-- What you should do --
What lines in the following entries hold the word "write"? Copy each one.

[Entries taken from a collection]
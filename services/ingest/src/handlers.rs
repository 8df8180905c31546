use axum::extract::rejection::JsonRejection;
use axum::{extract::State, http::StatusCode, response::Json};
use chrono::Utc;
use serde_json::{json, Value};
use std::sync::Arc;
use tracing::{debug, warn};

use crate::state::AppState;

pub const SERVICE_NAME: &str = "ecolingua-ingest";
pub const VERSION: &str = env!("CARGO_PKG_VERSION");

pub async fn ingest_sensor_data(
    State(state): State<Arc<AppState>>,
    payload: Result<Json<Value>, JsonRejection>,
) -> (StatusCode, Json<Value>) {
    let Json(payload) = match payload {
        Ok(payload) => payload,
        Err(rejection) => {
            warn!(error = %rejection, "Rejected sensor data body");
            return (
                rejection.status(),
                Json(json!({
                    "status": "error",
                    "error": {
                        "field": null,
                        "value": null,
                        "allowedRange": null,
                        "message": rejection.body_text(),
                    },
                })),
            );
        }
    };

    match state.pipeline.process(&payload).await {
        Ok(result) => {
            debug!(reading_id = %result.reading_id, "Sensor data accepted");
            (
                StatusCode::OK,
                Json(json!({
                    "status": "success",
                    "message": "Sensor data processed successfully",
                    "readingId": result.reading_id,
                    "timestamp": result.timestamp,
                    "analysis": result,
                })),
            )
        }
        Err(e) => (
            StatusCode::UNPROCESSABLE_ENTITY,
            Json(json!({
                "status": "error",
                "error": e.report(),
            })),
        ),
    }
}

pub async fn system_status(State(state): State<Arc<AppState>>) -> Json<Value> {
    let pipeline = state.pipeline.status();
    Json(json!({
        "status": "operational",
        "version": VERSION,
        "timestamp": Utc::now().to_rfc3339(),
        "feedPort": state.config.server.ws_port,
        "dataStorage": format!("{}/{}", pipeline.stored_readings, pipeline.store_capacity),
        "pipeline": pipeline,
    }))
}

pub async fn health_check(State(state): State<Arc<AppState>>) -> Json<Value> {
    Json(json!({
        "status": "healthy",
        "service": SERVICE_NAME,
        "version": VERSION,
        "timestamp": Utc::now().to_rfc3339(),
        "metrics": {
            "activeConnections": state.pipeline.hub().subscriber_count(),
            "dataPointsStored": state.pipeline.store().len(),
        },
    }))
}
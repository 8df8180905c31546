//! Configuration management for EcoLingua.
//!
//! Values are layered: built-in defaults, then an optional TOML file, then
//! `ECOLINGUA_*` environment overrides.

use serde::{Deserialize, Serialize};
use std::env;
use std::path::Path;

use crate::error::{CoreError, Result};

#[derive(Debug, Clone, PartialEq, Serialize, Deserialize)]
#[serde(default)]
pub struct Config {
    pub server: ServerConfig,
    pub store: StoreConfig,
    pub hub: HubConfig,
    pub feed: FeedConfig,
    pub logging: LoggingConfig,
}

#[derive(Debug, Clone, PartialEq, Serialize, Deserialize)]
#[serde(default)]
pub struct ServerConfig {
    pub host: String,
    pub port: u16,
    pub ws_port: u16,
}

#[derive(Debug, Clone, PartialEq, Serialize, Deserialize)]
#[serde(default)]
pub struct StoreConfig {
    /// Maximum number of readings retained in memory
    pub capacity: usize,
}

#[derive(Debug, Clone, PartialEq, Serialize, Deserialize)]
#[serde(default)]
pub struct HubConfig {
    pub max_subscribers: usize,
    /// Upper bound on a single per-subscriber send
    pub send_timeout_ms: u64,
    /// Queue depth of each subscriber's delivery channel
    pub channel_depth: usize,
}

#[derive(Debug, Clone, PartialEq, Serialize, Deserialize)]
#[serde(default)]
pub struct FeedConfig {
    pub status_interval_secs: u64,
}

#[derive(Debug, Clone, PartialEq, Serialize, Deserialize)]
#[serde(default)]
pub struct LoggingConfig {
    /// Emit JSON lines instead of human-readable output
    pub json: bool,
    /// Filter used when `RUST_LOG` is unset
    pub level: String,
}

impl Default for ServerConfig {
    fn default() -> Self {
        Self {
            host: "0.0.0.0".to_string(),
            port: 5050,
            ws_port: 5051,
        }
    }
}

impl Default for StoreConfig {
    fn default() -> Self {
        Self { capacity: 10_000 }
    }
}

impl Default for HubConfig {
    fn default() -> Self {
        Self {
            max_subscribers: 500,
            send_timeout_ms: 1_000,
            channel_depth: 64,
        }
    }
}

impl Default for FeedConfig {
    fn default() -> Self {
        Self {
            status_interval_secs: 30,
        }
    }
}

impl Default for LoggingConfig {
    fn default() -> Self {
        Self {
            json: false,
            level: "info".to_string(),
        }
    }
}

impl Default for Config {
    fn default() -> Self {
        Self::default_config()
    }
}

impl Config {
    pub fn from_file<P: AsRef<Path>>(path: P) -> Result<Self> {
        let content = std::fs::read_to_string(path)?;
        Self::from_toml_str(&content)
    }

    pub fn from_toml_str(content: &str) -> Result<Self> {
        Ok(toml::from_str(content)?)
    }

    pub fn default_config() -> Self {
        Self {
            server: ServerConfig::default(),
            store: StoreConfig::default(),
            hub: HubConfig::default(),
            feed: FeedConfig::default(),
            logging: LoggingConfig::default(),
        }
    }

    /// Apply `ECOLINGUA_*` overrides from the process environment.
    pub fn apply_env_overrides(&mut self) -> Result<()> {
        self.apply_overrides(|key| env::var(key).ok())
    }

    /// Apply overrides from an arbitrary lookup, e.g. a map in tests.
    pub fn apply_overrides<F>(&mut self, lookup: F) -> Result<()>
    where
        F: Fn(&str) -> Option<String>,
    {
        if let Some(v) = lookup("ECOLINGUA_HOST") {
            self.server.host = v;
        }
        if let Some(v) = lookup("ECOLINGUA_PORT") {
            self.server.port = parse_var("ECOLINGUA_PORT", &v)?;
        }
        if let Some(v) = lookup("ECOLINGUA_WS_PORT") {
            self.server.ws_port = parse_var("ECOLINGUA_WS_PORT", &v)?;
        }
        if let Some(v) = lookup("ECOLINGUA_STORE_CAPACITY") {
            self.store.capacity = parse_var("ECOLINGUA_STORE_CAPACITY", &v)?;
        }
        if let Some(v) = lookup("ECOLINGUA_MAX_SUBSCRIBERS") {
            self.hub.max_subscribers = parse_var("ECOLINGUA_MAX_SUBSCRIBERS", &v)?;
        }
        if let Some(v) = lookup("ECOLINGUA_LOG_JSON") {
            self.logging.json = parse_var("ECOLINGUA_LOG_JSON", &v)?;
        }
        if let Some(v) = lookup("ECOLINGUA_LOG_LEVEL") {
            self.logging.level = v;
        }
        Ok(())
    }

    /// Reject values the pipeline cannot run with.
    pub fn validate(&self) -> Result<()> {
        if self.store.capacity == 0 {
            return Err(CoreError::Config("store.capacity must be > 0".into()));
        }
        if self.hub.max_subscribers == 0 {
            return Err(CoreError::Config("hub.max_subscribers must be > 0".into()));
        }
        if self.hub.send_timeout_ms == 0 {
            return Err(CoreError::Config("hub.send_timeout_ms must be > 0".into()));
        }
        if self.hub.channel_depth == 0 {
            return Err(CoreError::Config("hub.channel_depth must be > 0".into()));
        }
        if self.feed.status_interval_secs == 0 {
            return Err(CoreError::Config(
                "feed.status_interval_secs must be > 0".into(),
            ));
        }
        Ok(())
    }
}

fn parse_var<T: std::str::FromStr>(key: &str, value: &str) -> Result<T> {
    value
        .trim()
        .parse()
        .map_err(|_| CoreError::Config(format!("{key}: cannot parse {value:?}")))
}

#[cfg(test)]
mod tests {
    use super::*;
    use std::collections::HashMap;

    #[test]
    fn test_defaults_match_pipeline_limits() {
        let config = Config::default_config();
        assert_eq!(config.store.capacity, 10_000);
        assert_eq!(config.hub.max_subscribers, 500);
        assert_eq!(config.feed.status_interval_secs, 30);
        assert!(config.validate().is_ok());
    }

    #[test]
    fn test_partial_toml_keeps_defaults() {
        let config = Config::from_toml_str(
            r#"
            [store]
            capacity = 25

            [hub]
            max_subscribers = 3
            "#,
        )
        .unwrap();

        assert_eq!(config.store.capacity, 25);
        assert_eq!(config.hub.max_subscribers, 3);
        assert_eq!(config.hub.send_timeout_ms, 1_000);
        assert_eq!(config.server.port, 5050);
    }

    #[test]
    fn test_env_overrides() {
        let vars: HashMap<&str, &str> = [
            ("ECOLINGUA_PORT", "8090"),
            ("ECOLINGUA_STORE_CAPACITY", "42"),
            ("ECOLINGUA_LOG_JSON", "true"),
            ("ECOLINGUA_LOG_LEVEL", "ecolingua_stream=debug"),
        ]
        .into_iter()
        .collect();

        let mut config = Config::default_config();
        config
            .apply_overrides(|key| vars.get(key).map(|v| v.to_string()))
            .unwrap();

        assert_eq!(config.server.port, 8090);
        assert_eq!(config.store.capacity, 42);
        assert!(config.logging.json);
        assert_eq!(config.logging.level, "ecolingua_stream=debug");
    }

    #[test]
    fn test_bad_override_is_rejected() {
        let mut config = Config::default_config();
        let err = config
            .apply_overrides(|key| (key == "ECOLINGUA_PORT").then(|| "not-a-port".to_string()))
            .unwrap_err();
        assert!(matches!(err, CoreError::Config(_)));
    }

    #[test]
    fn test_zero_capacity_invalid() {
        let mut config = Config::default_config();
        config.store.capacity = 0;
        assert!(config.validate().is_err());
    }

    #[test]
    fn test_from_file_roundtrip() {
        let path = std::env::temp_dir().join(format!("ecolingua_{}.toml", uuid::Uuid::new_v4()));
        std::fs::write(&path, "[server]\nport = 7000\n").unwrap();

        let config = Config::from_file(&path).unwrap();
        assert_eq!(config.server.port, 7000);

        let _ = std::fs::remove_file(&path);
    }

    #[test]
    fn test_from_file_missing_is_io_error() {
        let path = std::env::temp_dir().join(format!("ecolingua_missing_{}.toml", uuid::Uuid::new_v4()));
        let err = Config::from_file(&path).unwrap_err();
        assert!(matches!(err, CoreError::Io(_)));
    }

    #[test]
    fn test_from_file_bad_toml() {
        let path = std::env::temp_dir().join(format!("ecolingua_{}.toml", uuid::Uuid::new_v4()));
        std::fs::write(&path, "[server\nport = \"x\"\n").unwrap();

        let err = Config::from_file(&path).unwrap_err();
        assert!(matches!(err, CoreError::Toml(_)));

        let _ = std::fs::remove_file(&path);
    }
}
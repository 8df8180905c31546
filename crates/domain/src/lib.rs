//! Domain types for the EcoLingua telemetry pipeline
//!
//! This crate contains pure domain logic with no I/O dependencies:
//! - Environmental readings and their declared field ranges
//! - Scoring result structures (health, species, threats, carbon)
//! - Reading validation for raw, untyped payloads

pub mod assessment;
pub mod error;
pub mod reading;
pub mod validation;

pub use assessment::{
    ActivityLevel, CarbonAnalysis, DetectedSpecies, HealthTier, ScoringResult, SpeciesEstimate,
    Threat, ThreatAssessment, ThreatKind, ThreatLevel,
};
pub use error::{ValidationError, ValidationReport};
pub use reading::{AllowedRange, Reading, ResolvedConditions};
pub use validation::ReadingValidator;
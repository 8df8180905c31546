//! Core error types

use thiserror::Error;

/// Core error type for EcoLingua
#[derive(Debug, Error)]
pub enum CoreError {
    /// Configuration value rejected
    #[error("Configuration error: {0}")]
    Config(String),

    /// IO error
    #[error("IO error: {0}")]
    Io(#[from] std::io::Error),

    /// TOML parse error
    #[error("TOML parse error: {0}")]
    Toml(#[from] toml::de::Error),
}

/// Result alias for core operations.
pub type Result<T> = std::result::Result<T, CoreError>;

-- Your solution --
        std::fs::write(&path, "[server]\nport = 7000\n").unwrap();
        std::fs::write(&path, "[server\nport = \"x\"\n").unwrap();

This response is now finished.